I'd like to take a crack at this if you are willing to let me. I should have something for you to review early next week.

[n0ncetonic]

Was having a similar conversation recently as I have a super basic modular framework that's similar to IFTTT meant for security teams to build their own modules around.

As I'm not trying to hijack this thread with advertising my own project that I haven't been updating publicly for a bit I'll lend a possible solution that seems to align with the latest pull request on this comment.

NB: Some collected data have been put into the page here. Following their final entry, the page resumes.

// Licensed to the Apache Software Foundation (ASF) under one
// or more contributor license agreements.  See the NOTICE file
// distributed with this work for additional information
// regarding copyright ownership.  The ASF licenses this file
// to you under the Apache License, Version 2.0 (the
// "License"); you may not use this file except in compliance
// with the License.  You may obtain a copy of the License at
//
//   http://www.apache.org/licenses/LICENSE-2.0
//
// Unless required by applicable law or agreed to in writing,
// software distributed under the License is distributed on an
// "AS IS" BASIS, WITHOUT WARRANTIES OR CONDITIONS OF ANY
// KIND, either express or implied.  See the License for the
// specific language governing permissions and limitations
// under the License.

use googletest::assert_that;
use googletest::prelude::ge;
use googletest::prelude::le;
use streamkit::bloom::BloomFilter;

#[test]
fn test_no_false_negatives() {
    // No false negatives, for any shape and insertion order.
    for (num_buckets, num_hashes) in [(100, 1), (1000, 3), (10_000, 7), (64, 5)] {
        let mut filter = BloomFilter::new(num_buckets, num_hashes).unwrap();

        for i in 0..500 {
            filter.insert(format!("key_{i}"));
        }
        for i in (0..500).rev() {
            assert!(
                filter.contains(&format!("key_{i}")),
                "false negative for key_{i} with shape ({num_buckets}, {num_hashes})"
            );
        }
    }
}

#[test]
fn test_false_positive_rate_tracks_theory() {
    // 5 keys into 100 buckets with 3 hashes: theory predicts a rate of
    // (1 - e^(-3*5/100))^3, about 0.0027. Probing 100,000 keys disjoint
    // from the inserted set should land within a small constant factor.
    let mut filter = BloomFilter::new(100, 3).unwrap();
    for i in 0..5 {
        filter.insert(format!("member_{i}"));
    }

    let probes = 100_000;
    let mut false_positives = 0u32;
    for i in 0..probes {
        if filter.contains(&format!("outsider_{i}")) {
            false_positives += 1;
        }
    }

    let rate = f64::from(false_positives) / f64::from(probes);
    let theory = (1.0 - (-3.0 * 5.0 / 100.0_f64).exp()).powi(3);
    assert_that!(rate, le(theory * 8.0));
    assert_that!(rate, ge(theory / 8.0));
}

#[test]
fn test_fpp_rises_with_load() {
    let mut filter = BloomFilter::new(1000, 3).unwrap();
    filter.insert("first");
    let lightly_loaded = filter.estimated_fpp();

    for i in 0..500 {
        filter.insert(format!("key_{i}"));
    }
    assert!(filter.estimated_fpp() > lightly_loaded);
}

#[test]
fn test_suggested_shape_hits_target_rate() {
    // Size the filter for 1,000 items at 1% and verify the empirical rate
    // is in the intended neighborhood once those items are inserted.
    let num_buckets = BloomFilter::suggest_num_buckets(1000, 0.01);
    let num_hashes = BloomFilter::suggest_num_hashes(1000, num_buckets);
    let mut filter = BloomFilter::new(num_buckets, num_hashes).unwrap();

    for i in 0..1000 {
        filter.insert(format!("member_{i}"));
    }

    let probes = 50_000;
    let mut false_positives = 0u32;
    for i in 0..probes {
        if filter.contains(&format!("outsider_{i}")) {
            false_positives += 1;
        }
    }

    let rate = f64::from(false_positives) / f64::from(probes);
    assert_that!(rate, le(0.03));
}

#[test]
fn test_serialized_filter_answers_identically() {
    let mut filter = BloomFilter::new(4096, 4).unwrap();
    for i in 0..300 {
        filter.insert(format!("key_{i}"));
    }

    let restored = BloomFilter::deserialize(&filter.serialize()).unwrap();
    for i in 0..2000 {
        let key = format!("key_{i}");
        assert_eq!(filter.contains(&key), restored.contains(&key));
    }
}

Using a MessageBroker like RabbitMQ would allow for a super modular system for publishing events to as many different outputs as you'd like, all of which would be programming language agnostic and could even be Lambda functions if you wanted. Having sshgit publish to a fan-out exchange (One-to-Many) would allow the bulk of the output processing to be offloaded to consumers to handle however they see fit as well as keep the general codebase of sshgit more or less untouched once a standardized event message format is agreed on.

Having a fan-out exchange makes things super useful if for example a user wanted to store data in a database, send a slack notification, and (for example) grab AWS keys out of an event to enumerate if a key is working and what all the key gives access to (which can then be stored or alerted on or whatever). sshgit would send a single message to the MessageBroker and that same message could be handled by as many different modules as the user wants.

Just my idea of a good way to handle this after looking over the PR and seeing that a basic MessageBroker was being implemented.